Graham Greene did not like his first novel but thought it belonged to the 21st century. William S. Burroughs relished his books and Camille Paglia has described them as ‘mordant, energetic and outrageous’. Jonathan Keates has called Fallowell 'Sebald with laughs,' and Roger Lewis in a recent book dubbed him 'the modern Petronius.'[1] His work is strikingly contemporary for the way it deals with ambivalence and bisexuality.

As a journalist Fallowell identified with the movement known as the New Journalism which advanced a literary form variously taking in reportage, interview, commentary, autobiography, travel, history and criticism. He has only ever worked free-lance. His work has appeared in The Times, Observer, Independent, The American Scholar, the Paris Review, Tatler, Vanity Fair, Marie Claire, Playboy, Penthouse, Encounter, Tages Anzeiger, The Age, La Repubblica, New Statesman and many other publications. He has often contributed to the intellectual monthly Prospect and has had columns in the Spectator, Evening Standard and several online magazines. A collection of interview-profiles, Twentieth Century Characters, was published in 1994.
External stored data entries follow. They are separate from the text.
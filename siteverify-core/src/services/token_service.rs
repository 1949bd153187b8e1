//! Verification token query service

use std::sync::Arc;

use crate::error::{CoreError, CoreResult};
use crate::services::VerifierContext;
use crate::types::DnsTokenRecord;

/// Read-only query mapping a domain to the DNS TXT record an operator
/// must publish before verification can succeed.
pub struct TokenService {
    ctx: Arc<VerifierContext>,
}

impl TokenService {
    /// 创建 token 查询服务实例
    #[must_use]
    pub fn new(ctx: Arc<VerifierContext>) -> Self {
        Self { ctx }
    }

    /// Fetch the token for `domain` and shape it as a publishable record.
    ///
    /// Idempotent and side-effect free: safe to call repeatedly and
    /// concurrently, and the record is computed fresh every time. A
    /// client failure surfaces immediately without retry; the
    /// orchestration layer decides whether to re-plan.
    pub async fn dns_token(&self, domain: &str) -> CoreResult<DnsTokenRecord> {
        let token = self
            .ctx
            .verifier
            .get_token(domain)
            .await
            .map_err(|source| CoreError::TokenFetchFailed {
                domain: domain.to_string(),
                source,
            })?;

        Ok(DnsTokenRecord::new(domain, token))
    }
}

#[cfg(test)]
mod tests {
    use super::*;
    use crate::test_utils::{MockCall, MockVerifier};
    use crate::types::VerificationTimeouts;
    use siteverify_provider::ProviderError;

    fn service(mock: Arc<MockVerifier>) -> TokenService {
        TokenService::new(Arc::new(VerifierContext::new(
            mock,
            VerificationTimeouts::default(),
        )))
    }

    #[tokio::test]
    async fn returns_txt_record_for_domain() {
        let mock = Arc::new(MockVerifier::new());
        mock.script_token(Ok("google-site-verification=abc123".to_string()))
            .await;

        let record = service(Arc::clone(&mock))
            .dns_token("example.com")
            .await
            .unwrap();

        assert_eq!(record.record_type, "TXT");
        assert_eq!(record.record_name, "example.com");
        assert_eq!(record.record_value, "google-site-verification=abc123");
    }

    #[tokio::test]
    async fn failure_maps_to_token_fetch_failed_without_retry() {
        let mock = Arc::new(MockVerifier::new());
        mock.script_token(Err(ProviderError::Api {
            status: 503,
            message: "Backend Error".to_string(),
        }))
        .await;

        let err = service(Arc::clone(&mock))
            .dns_token("example.com")
            .await
            .unwrap_err();

        assert!(matches!(err, CoreError::TokenFetchFailed { ref domain, .. } if domain == "example.com"));
        // Original diagnostic text survives.
        assert!(err.to_string().contains("Backend Error"));
        // Exactly one RPC: the query never retries.
        assert_eq!(
            mock.calls().await,
            vec![MockCall::GetToken("example.com".to_string())]
        );
    }
}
Fallowell lives in a book-lined flat in London, dreams of acquiring a rural retreat, and escapes regularly to Herefordshire and overseas. He is working on further novels, and a new travelogue exploring the classical world and its legacy in modern settings. How To Disappear: A Memoir For Misfits was published in September 2011 in a ground-breaking format by Ditto Press, designed by Nazareno Crea; it was awarded the PEN/Ackerley Prize for memoir in July 2012. Fallowell was elected a Fellow of the Royal Society of Literature in 2015.